RussellHltn wrote:I'd make the rules this way: If it's a clerical change, then don't move a verified marker. If the marker isn't verified, then it should be moved based on the new results of the geocoder as the original non-standard address may have confused it the first time around. (Of course, if the change isn't just clerical, then the marker should be processed just like a new move-in.)
I can endorse suggestions to enable the clerk, when changing an address in MLS, to expressly check a box to leave the maps location unchanged. But I think the default behavior should be to reset the geocoding when addresses change.
The current system does not save effort on the part of ward clerks, but can actually increase it, because among the users of maps.lds.org who are deceived by wrong "Verified" information online are the clerks themselves, at both the ward and stake level. No one can be confident that a "Verified" address is really verified. If someone is newly called as a ward clerk, and finds that his predecessor has "Verified" many or all addresses but some are obviously wrong, the only method he most likely would have to be sure is to reverify every address because he cannot rely on the "Verified" status he sees online. Stake clerks, emergency coordinators, quorum and auxiliary presidencies, etc. -- any users of the data -- are also potential victims when the reported status online lies to them. Is it really a good idea, when the flood hits, to show the widow Jones at a "Verified" location on high ground when her true address is in the flood plain?
As for level of work, typically there is more than one person within a ward with MLS privilege to change an address, and our clerk's office is barely controlled chaos on Sundays. The clerk or assistant who updates an address handed to him on a scrap of paper may be the one updating MLS. If a conscientious clerk absolutely wants to avoid introducing errors into the map when updating a moved family that is "Verified," he must:
- Login to maps.lds.org and unmap the family.
- Change the address in MLS.
- Wait a day or so for the change to propagate to the maps site.

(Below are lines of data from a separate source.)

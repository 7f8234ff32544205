//! Knowledge graph layout and auto-linking
//!
//! This module provides:
//! - Force-directed layout over topic and card nodes
//! - Camera transforms, hit-testing and drag/zoom interaction
//! - Frame descriptions a host canvas replays
//! - Text-similarity auto-linking between cards

pub mod autolink;
pub mod config;
pub mod engine;
pub mod models;
pub mod render;

pub use config::LayoutConfig;
pub use engine::GraphLayoutEngine;
pub use models::*;
pub use render::{render_frame, Frame};
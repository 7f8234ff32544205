//! Flashcard decks and spaced repetition
//!
//! This module provides:
//! - Deck and card data models (matching the backend's JSON shape)
//! - Modified SM-2 spaced repetition algorithm
//! - Review state tracking and JSON-file deck storage

pub mod algorithm;
pub mod models;
pub mod storage;

pub use models::*;
pub use storage::{DeckStorage, DeckStorageError};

- Login to maps.lds.org and manually map the family's marker.
Frankly, I doubt that happens very often, if ever.
By contrast, if the new address were just automatically regeocoded when it changed, it would most probably be plotted at a location very close to its true lat/lon, and classified as "Unverified," just like any move-in. Then, filtering by "Unverified" status online, ward clerks can prioritize these addresses for verification because that status would be trustworthy.
If the concern really is to reduce the redundant work occasioned by address standardization by clerks, the right place to attack that problem is at its source. The best way to mitigate this inefficiency is to standardize and validate new move-in addresses before they are even sent down to local MLS systems. (This could have the additional substantive benefit of trapping invalid addresses from even being disseminated to wards in the first place. Right now our ward roster is burdened with more than a dozen invalid addresses sent to us, mostly missing apartment numbers, for less active families. They never should have gotten past Address Unknown because the true addresses are actually not known)
But meanwhile, developers should just get the current tool as it exists functioning according to the overriding principle that getting the data right online is paramount, and users should be informed reliably if it is ambiguous. This principle trumps any concerns about efficiency.